### Problem statement
Up to and including the line with "pub const SCHEMA_VERSION: u32 = 2;", restate the material below word for word, beginning with its first line.

### Material provided
=======

// Canonical save shape (schema version 2) and its zero-state.

use std::fmt;
use std::str::FromStr;

use chrono::{DateTime, NaiveDate, Utc};
use serde::{Deserialize, Serialize};
use thiserror::Error;

/// Current persisted schema version. Every save leaving a merge carries it.
pub const SCHEMA_VERSION: u32 = 2;

/// Season a fresh career starts in.
pub const DEFAULT_SEASON: u32 = 2026;

// ---------------------------------------------------------------------------
// Categorical values
// ---------------------------------------------------------------------------

/// A textual value did not name any variant of a categorical field.
#[derive(Debug, Clone, PartialEq, Eq, Error)]
#[error("unknown {kind} `{value}` (expected one of: {expected})")]
pub struct ParseChoiceError {
    pub kind: &'static str,
    pub value: String,
    pub expected: String,
}

/// Declares a fieldless enum whose wire form is a fixed string per variant.
///
/// The same table drives `as_str`, `Display`, `FromStr`, and serde, so the
/// persisted spelling cannot drift from the parsed one.
macro_rules! wire_enum {
    (
        $(#[$meta:meta])*
        $name:ident as $kind:literal {
            $( $(#[$vmeta:meta])* $variant:ident => $wire:literal ),+ $(,)?
        }
    ) => {
        $(#[$meta])*
        #[derive(Debug, Clone, Copy, PartialEq, Eq, Hash)]
        pub enum $name {
            $( $(#[$vmeta])* $variant ),+
        }

        impl $name {
            /// Every variant, in declaration order.
            pub const ALL: &'static [$name] = &[$($name::$variant),+];

            /// The persisted spelling of this value.
            pub fn as_str(&self) -> &'static str {
                match self {
                    $( $name::$variant => $wire ),+
                }
            }
        }

        impl fmt::Display for $name {
            fn fmt(&self, f: &mut fmt::Formatter<'_>) -> fmt::Result {
                f.write_str(self.as_str())
            }
        }

        impl FromStr for $name {
            type Err = ParseChoiceError;

            fn from_str(s: &str) -> Result<Self, Self::Err> {
                match s {
                    $( $wire => Ok($name::$variant), )+
                    other => Err(ParseChoiceError {
                        kind: $kind,
                        value: other.to_string(),
                        expected: [$($wire),+].join(", "),
                    }),
                }
            }
        }

        impl Serialize for $name {
            fn serialize<S: serde::Serializer>(&self, serializer: S) -> Result<S::Ok, S::Error> {
                serializer.serialize_str(self.as_str())
            }
        }

        impl<'de> Deserialize<'de> for $name {
            fn deserialize<D: serde::Deserializer<'de>>(deserializer: D) -> Result<Self, D::Error> {
                let raw = String::deserialize(deserializer)?;
                raw.parse().map_err(serde::de::Error::custom)
            }
        }
    };
}

wire_enum! {
    /// Where the league calendar currently sits.
    LeaguePhase as "league phase" {
        Offseason => "offseason",
        RegularSeason => "regular_season",
    }
}

wire_enum! {
    /// One discrete phase of the offseason/season calendar, declared in
    /// timeline order.
    TimelineStep as "timeline step" {
        StaffBuild => "STAFF_BUILD",
        OrgStrategyMeeting => "ORG_STRATEGY_MEETING",
        SeniorBowl => "SENIOR_BOWL",
        Combine => "COMBINE",
        FaW1 => "FA_W1",
        FaW2 => "FA_W2",
        PreDraftVisits => "PRE_DRAFT_VISITS",
        DraftDay => "DRAFT_DAY",
        TrainingCamp => "TRAINING_CAMP",
        Preseason => "PRESEASON",
        RegSeason => "REG_SEASON",
    }
}

wire_enum! {
    DraftPhilosophy as "draft philosophy" {
        Balanced => "balanced",
        BestPlayerAvailable => "best_player_available",
        Trenches => "trenches",
        Playmakers => "playmakers",
    }
}

wire_enum! {
    FaAggressiveness as "free-agency aggressiveness" {
        Low => "low",
        Medium => "medium",
        High => "high",
    }
}

wire_enum! {
    ExtensionPriority as "extension priority" {
        Stars => "stars",
        Depth => "depth",
        Youth => "youth",
    }
}

wire_enum! {
    /// Whether a coordinator seat is filled by a hire or left to the head coach.
    StaffDecision as "staff decision" {
        Hire => "hire",
        Delegate => "delegate",
    }
}

wire_enum! {
    /// Coordinator seats decided during the staff build.
    StaffSlot as "staff slot" {
        Oc => "oc",
        Dc => "dc",
        Stc => "stc",
    }
}

// ---------------------------------------------------------------------------
// Aggregates
// ---------------------------------------------------------------------------

/// The user's head-coach character, created once during onboarding.
#[derive(Debug, Clone, PartialEq, Serialize, Deserialize)]
#[serde(rename_all = "camelCase")]
pub struct CoachProfile {
    pub name: String,
    pub age: u32,
    pub hometown: String,
    pub personality: String,
}

#[derive(Debug, Clone, PartialEq, Serialize, Deserialize)]
#[serde(rename_all = "camelCase")]
pub struct LeagueState {
    pub season: u32,
    /// Non-decreasing within a season.
    pub week: u32,
    pub phase: LeaguePhase,
}

#[derive(Debug, Clone, Default, PartialEq, Serialize, Deserialize)]
#[serde(rename_all = "camelCase")]
pub struct Onboarding {
    /// Team ids interviewed so far. Grows, never shrinks; no duplicates.
    pub interviews_completed: Vec<String>,
}

#[derive(Debug, Clone, PartialEq, Serialize, Deserialize)]
#[serde(rename_all = "camelCase")]
pub struct Timeline {
    pub current_step: TimelineStep,
    pub started_at: DateTime<Utc>,
    /// Steps entered so far, each at most once.
    pub history: Vec<TimelineStep>,
}

/// Completion flags gating timeline advancement. Once set, never cleared.
#[derive(Debug, Clone, Default, PartialEq, Serialize, Deserialize)]
#[serde(rename_all = "camelCase")]
pub struct Flags {
    pub staff_built: bool,
    pub org_meeting_done: bool,
}

/// A timestamped user-facing event record.
#[derive(Debug, Clone, PartialEq, Serialize, Deserialize)]
#[serde(rename_all = "camelCase")]
pub struct NewsItem {
    pub id: String,
    pub headline: String,
    pub description: String,
    pub timestamp: String,
    /// Call-to-action label, if the item links somewhere.
    #[serde(default, skip_serializing_if = "Option::is_none")]
    pub cta: Option<String>,
}

/// Front-office standing and the choices made in the strategy meeting.
///
/// The four numeric stats are meant to live in 0..=100 but nothing clamps them.
#[derive(Debug, Clone, PartialEq, Serialize, Deserialize)]
#[serde(rename_all = "camelCase")]
pub struct Career {
    pub reputation: i32,
    pub owner_trust: i32,
    pub scouting_efficiency: i32,
    pub negotiation_edge: i32,
    pub draft_philosophy: DraftPhilosophy,
    pub fa_aggressiveness: FaAggressiveness,
    pub extension_priority: ExtensionPriority,
}

#[derive(Debug, Clone, PartialEq, Serialize, Deserialize)]
#[serde(rename_all = "camelCase")]
pub struct StaffPlan {
    pub oc: StaffDecision,
    pub dc: StaffDecision,
    pub stc: StaffDecision,
}

impl StaffPlan {
    pub fn get(&self, slot: StaffSlot) -> StaffDecision {
        match slot {
            StaffSlot::Oc => self.oc,
            StaffSlot::Dc => self.dc,
            StaffSlot::Stc => self.stc,
        }
    }

    pub fn set(&mut self, slot: StaffSlot, decision: StaffDecision) {
        match slot {
            StaffSlot::Oc => self.oc = decision,
            StaffSlot::Dc => self.dc = decision,
            StaffSlot::Stc => self.stc = decision,
        }
    }
}

/// A generated draft-eligible player. Never edited after generation.
#[derive(Debug, Clone, PartialEq, Eq, Serialize, Deserialize)]
#[serde(rename_all = "camelCase")]
pub struct DraftProspect {
    pub id: String,
    pub name: String,
    pub position: String,
    pub archetype: String,
    pub age: u32,
    pub ovr: u32,
}

/// Draft progress for the current season.
///
/// `board` holds exactly the ids in `prospects`, ranked; both shrink together
/// as picks are made.
#[derive(Debug, Clone, PartialEq, Serialize, Deserialize)]
#[serde(rename_all = "camelCase")]
pub struct DraftState {
    pub class_generated: bool,
    pub started: bool,
    pub completed: bool,
    pub current_pick: u32,
    pub prospects: Vec<DraftProspect>,
    pub board: Vec<String>,
}

impl DraftState {
    /// Look up an undrafted prospect by id.
    pub fn prospect(&self, id: &str) -> Option<&DraftProspect> {
        self.prospects.iter().find(|p| p.id == id)
    }

    /// Number of picks the user has made since the draft was last started.
    pub fn picks_made(&self) -> u32 {
        self.current_pick.saturating_sub(1)
    }
}

/// The root aggregate: one career's complete persisted state.
#[derive(Debug, Clone, PartialEq, Serialize, Deserialize)]
#[serde(rename_all = "camelCase")]
pub struct SaveData {
    pub schema_version: u32,
    pub user_character_id: Option<String>,
    pub user_team_id: Option<String>,
    pub coach: Option<CoachProfile>,
    pub league: LeagueState,
    pub onboarding: Onboarding,
    pub timeline: Timeline,
    pub flags: Flags,
    /// Newest first.
    pub news: Vec<NewsItem>,
    pub inbox: Vec<NewsItem>,
    pub career: Career,
    pub staff_plan: StaffPlan,
    pub draft: DraftState,
}

// ---------------------------------------------------------------------------
// Defaults
// ---------------------------------------------------------------------------

/// 2026-01-05T09:00:00Z, the moment every new career's calendar opens.
pub fn default_started_at() -> DateTime<Utc> {
    NaiveDate::from_ymd_opt(2026, 1, 5)
        .and_then(|d| d.and_hms_opt(9, 0, 0))
        .map(|naive| naive.and_utc())
        .unwrap_or(DateTime::UNIX_EPOCH)
}

impl Default for LeagueState {
    fn default() -> Self {
        LeagueState {
            season: DEFAULT_SEASON,
            week: 1,
            phase: LeaguePhase::Offseason,
        }
    }
}

impl Default for Timeline {
    fn default() -> Self {
        Timeline {
            current_step: TimelineStep::StaffBuild,
            started_at: default_started_at(),
            history: vec![TimelineStep::StaffBuild],
        }
    }
}

impl Default for Career {
    fn default() -> Self {
        Career {
            reputation: 50,
            owner_trust: 50,
            scouting_efficiency: 50,
            negotiation_edge: 50,
            draft_philosophy: DraftPhilosophy::Balanced,
            fa_aggressiveness: FaAggressiveness::Medium,
            extension_priority: ExtensionPriority::Stars,
        }
    }
}

impl Default for StaffPlan {
    fn default() -> Self {
        StaffPlan {
            oc: StaffDecision::Delegate,
            dc: StaffDecision::Delegate,
            stc: StaffDecision::Delegate,
        }
    }
}

impl Default for DraftState {
    fn default() -> Self {
        DraftState {
            class_generated: false,
            started: false,
            completed: false,
            current_pick: 1,
            prospects: Vec::new(),
            board: Vec::new(),
        }
    }
}

impl Default for SaveData {
    fn default() -> Self {
        SaveData {
            schema_version: SCHEMA_VERSION,
            user_character_id: None,
            user_team_id: None,
            coach: None,
            league: LeagueState::default(),
            onboarding: Onboarding::default(),
            timeline: Timeline::default(),
            flags: Flags::default(),
            news: Vec::new(),
            inbox: Vec::new(),
            career: Career::default(),
            staff_plan: StaffPlan::default(),
            draft: DraftState::default(),
        }
    }
}

/// The zero-state save: what a brand-new career looks like, and the base
/// every partial save is merged onto.
pub fn default_save() -> SaveData {
    SaveData::default()
}

impl SaveData {
    /// Re-establish the invariants every merge guarantees: current schema
    /// version, duplicate-free interview list, and a duplicate-free history
    /// that contains the current step.
    pub fn normalized(mut self) -> Self {
        self.schema_version = SCHEMA_VERSION;
        dedup_in_order(&mut self.onboarding.interviews_completed);
        dedup_in_order(&mut self.timeline.history);
        if !self.timeline.history.contains(&self.timeline.current_step) {
            self.timeline.history.push(self.timeline.current_step);
        }
        self
    }
}

/// Drop repeated elements, keeping the first occurrence of each.
fn dedup_in_order<T: PartialEq + Clone>(items: &mut Vec<T>) {
    let mut seen: Vec<T> = Vec::with_capacity(items.len());
    items.retain(|item| {
        if seen.contains(item) {
            false
        } else {
            seen.push(item.clone());
            true
        }
    });
}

=======

### Exercise result
// Canonical save shape (schema version 2) and its zero-state.

use std::fmt;
use std::str::FromStr;

use chrono::{DateTime, NaiveDate, Utc};
use serde::{Deserialize, Serialize};
use thiserror::Error;

/// Current persisted schema version. Every save leaving a merge carries it.
pub const SCHEMA_VERSION: u32 = 2;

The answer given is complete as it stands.